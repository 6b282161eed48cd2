//! Tests for circuit breaker functionality

use std::sync::Arc;
use std::sync::atomic::{AtomicU32, Ordering};
use std::time::Duration;

use tokio::sync::oneshot;

use super::*;
use crate::telemetry::InMemoryMetrics;

fn breaker(max_failures: u32, open_timeout_ms: u64, trials: u32) -> CircuitBreaker {
    CircuitBreaker::new(
        "docs",
        CircuitBreakerConfig::new(
            max_failures,
            Duration::from_millis(open_timeout_ms),
            trials,
        ),
    )
    .unwrap()
}

async fn fail(cb: &CircuitBreaker) -> Result<(), CircuitBreakerError<&'static str>> {
    cb.call(|| async { Err::<(), _>("boom") }).await
}

async fn succeed(cb: &CircuitBreaker) -> Result<u32, CircuitBreakerError<&'static str>> {
    cb.call(|| async { Ok::<_, &'static str>(7) }).await
}

#[tokio::test]
async fn test_circuit_starts_closed() {
    let cb = breaker(3, 100, 1);
    assert_eq!(cb.state(), CircuitState::Closed);
    assert_eq!(succeed(&cb).await.unwrap(), 7);
    assert_eq!(cb.stats().total_calls, 1);
}

#[tokio::test(start_paused = true)]
async fn test_open_half_open_closed_cycle() {
    let cb = breaker(3, 100, 1);
    let invocations = AtomicU32::new(0);

    for _ in 0..3 {
        let result = cb
            .call(|| {
                invocations.fetch_add(1, Ordering::SeqCst);
                async { Err::<(), _>("down") }
            })
            .await;
        assert!(matches!(result, Err(CircuitBreakerError::OperationFailed("down"))));
    }
    assert_eq!(cb.state(), CircuitState::Open);

    // Rejected without running the operation
    let rejected = cb
        .call(|| {
            invocations.fetch_add(1, Ordering::SeqCst);
            async { Ok::<_, &'static str>(()) }
        })
        .await;
    assert!(matches!(
        rejected,
        Err(CircuitBreakerError::Open {
            state: CircuitState::Open,
            ..
        })
    ));
    assert_eq!(invocations.load(Ordering::SeqCst), 3);

    tokio::time::advance(Duration::from_millis(100)).await;

    assert_eq!(succeed(&cb).await.unwrap(), 7);
    assert_eq!(cb.state(), CircuitState::Closed);
    assert_eq!(cb.stats().failure_count, 0);
}

#[tokio::test]
async fn test_success_resets_failure_count() {
    let cb = breaker(3, 100, 1);
    fail(&cb).await.unwrap_err();
    fail(&cb).await.unwrap_err();
    succeed(&cb).await.unwrap();
    fail(&cb).await.unwrap_err();
    fail(&cb).await.unwrap_err();

    assert_eq!(cb.state(), CircuitState::Closed);
    assert_eq!(cb.stats().failure_count, 2);
}

#[tokio::test(start_paused = true)]
async fn test_half_open_failure_reopens() {
    let cb = breaker(1, 50, 2);
    fail(&cb).await.unwrap_err();
    assert_eq!(cb.state(), CircuitState::Open);

    tokio::time::advance(Duration::from_millis(50)).await;
    assert_eq!(cb.state(), CircuitState::HalfOpen);

    succeed(&cb).await.unwrap();
    assert_eq!(cb.state(), CircuitState::HalfOpen);
    assert_eq!(cb.stats().half_open_successes, 1);

    fail(&cb).await.unwrap_err();
    assert_eq!(cb.state(), CircuitState::Open);
    assert_eq!(cb.stats().half_open_successes, 0);
}

#[tokio::test(start_paused = true)]
async fn test_open_timeout_counts_from_last_failure() {
    let cb = breaker(1, 100, 1);
    cb.record_failure();

    tokio::time::advance(Duration::from_millis(80)).await;
    cb.record_failure();

    tokio::time::advance(Duration::from_millis(30)).await;
    assert_eq!(cb.state(), CircuitState::Open);

    tokio::time::advance(Duration::from_millis(70)).await;
    assert_eq!(cb.state(), CircuitState::HalfOpen);
}

#[tokio::test(start_paused = true)]
async fn test_open_rejection_reports_remaining_time() {
    let cb = breaker(1, 100, 1);
    fail(&cb).await.unwrap_err();

    tokio::time::advance(Duration::from_millis(40)).await;

    match succeed(&cb).await {
        Err(CircuitBreakerError::Open {
            name, retry_after, ..
        }) => {
            assert_eq!(name, "docs");
            assert_eq!(retry_after, Some(Duration::from_millis(60)));
        }
        other => panic!("expected open rejection, got {:?}", other),
    }
    assert_eq!(cb.stats().total_rejections, 1);
}

#[tokio::test(start_paused = true)]
async fn test_half_open_limits_concurrent_trials() {
    let cb = Arc::new(breaker(1, 10, 1));
    fail(&cb).await.unwrap_err();
    tokio::time::advance(Duration::from_millis(10)).await;

    let (started_tx, started_rx) = oneshot::channel();
    let (release_tx, release_rx) = oneshot::channel::<()>();

    let trial = {
        let cb = cb.clone();
        tokio::spawn(async move {
            cb.call(|| async move {
                let _ = started_tx.send(());
                let _ = release_rx.await;
                Ok::<_, &'static str>(())
            })
            .await
        })
    };
    started_rx.await.unwrap();

    // The only trial slot is taken
    let second = succeed(&cb).await;
    assert!(matches!(
        second,
        Err(CircuitBreakerError::Open {
            state: CircuitState::HalfOpen,
            retry_after: None,
            ..
        })
    ));

    release_tx.send(()).unwrap();
    trial.await.unwrap().unwrap();
    assert_eq!(cb.state(), CircuitState::Closed);
}

#[tokio::test(start_paused = true)]
async fn test_dropped_trial_releases_slot() {
    let cb = breaker(1, 10, 1);
    fail(&cb).await.unwrap_err();
    tokio::time::advance(Duration::from_millis(10)).await;

    let abandoned = tokio::time::timeout(
        Duration::from_millis(5),
        cb.call(|| std::future::pending::<Result<(), &'static str>>()),
    )
    .await;
    assert!(abandoned.is_err());
    assert_eq!(cb.state(), CircuitState::HalfOpen);

    succeed(&cb).await.unwrap();
    assert_eq!(cb.state(), CircuitState::Closed);
}

#[tokio::test]
async fn test_late_result_from_previous_phase_is_ignored() {
    let cb = Arc::new(breaker(3, 60_000, 1));
    let (started_tx, started_rx) = oneshot::channel();
    let (release_tx, release_rx) = oneshot::channel::<()>();

    let slow = {
        let cb = cb.clone();
        tokio::spawn(async move {
            cb.call(|| async move {
                let _ = started_tx.send(());
                let _ = release_rx.await;
                Ok::<_, &'static str>(())
            })
            .await
        })
    };
    started_rx.await.unwrap();

    cb.trip();
    release_tx.send(()).unwrap();
    slow.await.unwrap().unwrap();

    assert_eq!(cb.state(), CircuitState::Open);
}

#[tokio::test(start_paused = true)]
async fn test_slow_failure_while_open_extends_timeout() {
    let cb = Arc::new(breaker(1, 100, 1));
    let (started_tx, started_rx) = oneshot::channel();
    let (release_tx, release_rx) = oneshot::channel::<()>();

    let slow = {
        let cb = cb.clone();
        tokio::spawn(async move {
            cb.call(|| async move {
                let _ = started_tx.send(());
                let _ = release_rx.await;
                Err::<(), _>("slow")
            })
            .await
        })
    };
    started_rx.await.unwrap();

    fail(&cb).await.unwrap_err();
    assert_eq!(cb.state(), CircuitState::Open);

    tokio::time::advance(Duration::from_millis(80)).await;
    release_tx.send(()).unwrap();
    assert!(matches!(
        slow.await.unwrap(),
        Err(CircuitBreakerError::OperationFailed("slow"))
    ));

    tokio::time::advance(Duration::from_millis(40)).await;
    assert_eq!(cb.state(), CircuitState::Open);
    assert_eq!(cb.stats().since_last_failure, Some(Duration::from_millis(40)));
    assert_eq!(cb.stats().total_failures, 2);

    tokio::time::advance(Duration::from_millis(60)).await;
    assert_eq!(cb.state(), CircuitState::HalfOpen);
}

#[tokio::test]
async fn test_record_success_while_open_closes() {
    let cb = breaker(1, 60_000, 1);
    cb.record_failure();
    assert_eq!(cb.state(), CircuitState::Open);

    cb.record_success();
    assert_eq!(cb.state(), CircuitState::Closed);
}

#[tokio::test]
async fn test_reset_and_trip() {
    let cb = breaker(5, 60_000, 1);
    cb.trip();
    assert_eq!(cb.state(), CircuitState::Open);
    assert!(fail(&cb).await.unwrap_err().is_open());

    cb.reset();
    assert_eq!(cb.state(), CircuitState::Closed);
    assert!(cb.stats().since_last_failure.is_none());
}

#[tokio::test(start_paused = true)]
async fn test_metrics_receive_transitions() {
    let metrics = Arc::new(InMemoryMetrics::new());
    let cb = breaker(1, 20, 1).with_metrics(metrics.clone());

    fail(&cb).await.unwrap_err();
    succeed(&cb).await.unwrap_err();
    tokio::time::advance(Duration::from_millis(20)).await;
    succeed(&cb).await.unwrap();

    assert_eq!(metrics.circuit_transitions("docs", CircuitState::Open), 1);
    assert_eq!(metrics.circuit_transitions("docs", CircuitState::HalfOpen), 1);
    assert_eq!(metrics.circuit_transitions("docs", CircuitState::Closed), 1);
    assert_eq!(metrics.circuit_rejections("docs"), 1);
}

#[test]
fn test_invalid_config_rejected() {
    assert!(CircuitBreaker::new("", CircuitBreakerConfig::default()).is_err());
    assert!(CircuitBreaker::new("docs", CircuitBreakerConfig::new(0, Duration::from_secs(1), 1)).is_err());
    assert!(CircuitBreaker::new("docs", CircuitBreakerConfig::new(1, Duration::ZERO, 1)).is_err());
    assert!(CircuitBreaker::new("docs", CircuitBreakerConfig::new(1, Duration::from_secs(1), 0)).is_err());
}

#[test]
fn test_config_presets_are_valid() {
    assert!(CircuitBreakerConfig::default().validate().is_ok());
    assert!(CircuitBreakerConfig::aggressive().validate().is_ok());
    assert!(CircuitBreakerConfig::lenient().validate().is_ok());
    assert!(CircuitBreakerConfig::aggressive().max_failures < CircuitBreakerConfig::lenient().max_failures);
}

#[test]
fn test_config_deserializes_humantime() {
    let config: CircuitBreakerConfig =
        serde_json::from_str(r#"{"max_failures": 3, "open_timeout": "100ms"}"#).unwrap();
    assert_eq!(config.max_failures, 3);
    assert_eq!(config.open_timeout, Duration::from_millis(100));
    assert_eq!(config.max_half_open_trials, 3);
}

#[test]
fn test_error_display() {
    let open: CircuitBreakerError<&str> = CircuitBreakerError::Open {
        name: "docs".into(),
        state: CircuitState::Open,
        retry_after: None,
    };
    assert_eq!(open.to_string(), "Circuit breaker 'docs' is open");

    let failed: CircuitBreakerError<&str> = CircuitBreakerError::OperationFailed("boom");
    assert_eq!(failed.to_string(), "Operation failed: boom");
}

#[test]
fn test_registry_shares_breakers() {
    let registry = CircuitBreakerRegistry::new();
    let a = registry.get("review").unwrap();
    let b = registry.get("review").unwrap();
    assert!(Arc::ptr_eq(&a, &b));

    let custom = registry
        .get_with_config("docs", &CircuitBreakerConfig::aggressive())
        .unwrap();
    assert_eq!(custom.config().max_failures, 3);

    // First config wins
    let again = registry
        .get_with_config("docs", &CircuitBreakerConfig::lenient())
        .unwrap();
    assert_eq!(again.config().max_failures, 3);

    assert_eq!(registry.names(), vec!["docs".to_string(), "review".to_string()]);
    assert!(registry.get("  ").is_err());
    assert!(registry.find("missing").is_none());
}

#[test]
fn test_registry_stats_and_reset() {
    let registry = CircuitBreakerRegistry::with_config(CircuitBreakerConfig::new(
        1,
        Duration::from_secs(60),
        1,
    ))
    .unwrap();
    registry.get("b").unwrap().record_failure();
    registry.get("a").unwrap();

    let stats = registry.all_stats();
    assert_eq!(stats.len(), 2);
    assert_eq!(stats[0].name, "a");
    assert_eq!(stats[1].state, CircuitState::Open);

    registry.reset_all();
    assert!(registry
        .all_stats()
        .iter()
        .all(|s| s.state == CircuitState::Closed));
}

● ● ●

_WORK ITEM_
Reproduce each line from the data that has "review" in it.

_WRITTEN SOLUTION_
    let a = registry.get("review").unwrap();
    let b = registry.get("review").unwrap();
    assert_eq!(registry.names(), vec!["docs".to_string(), "review".to_string()]);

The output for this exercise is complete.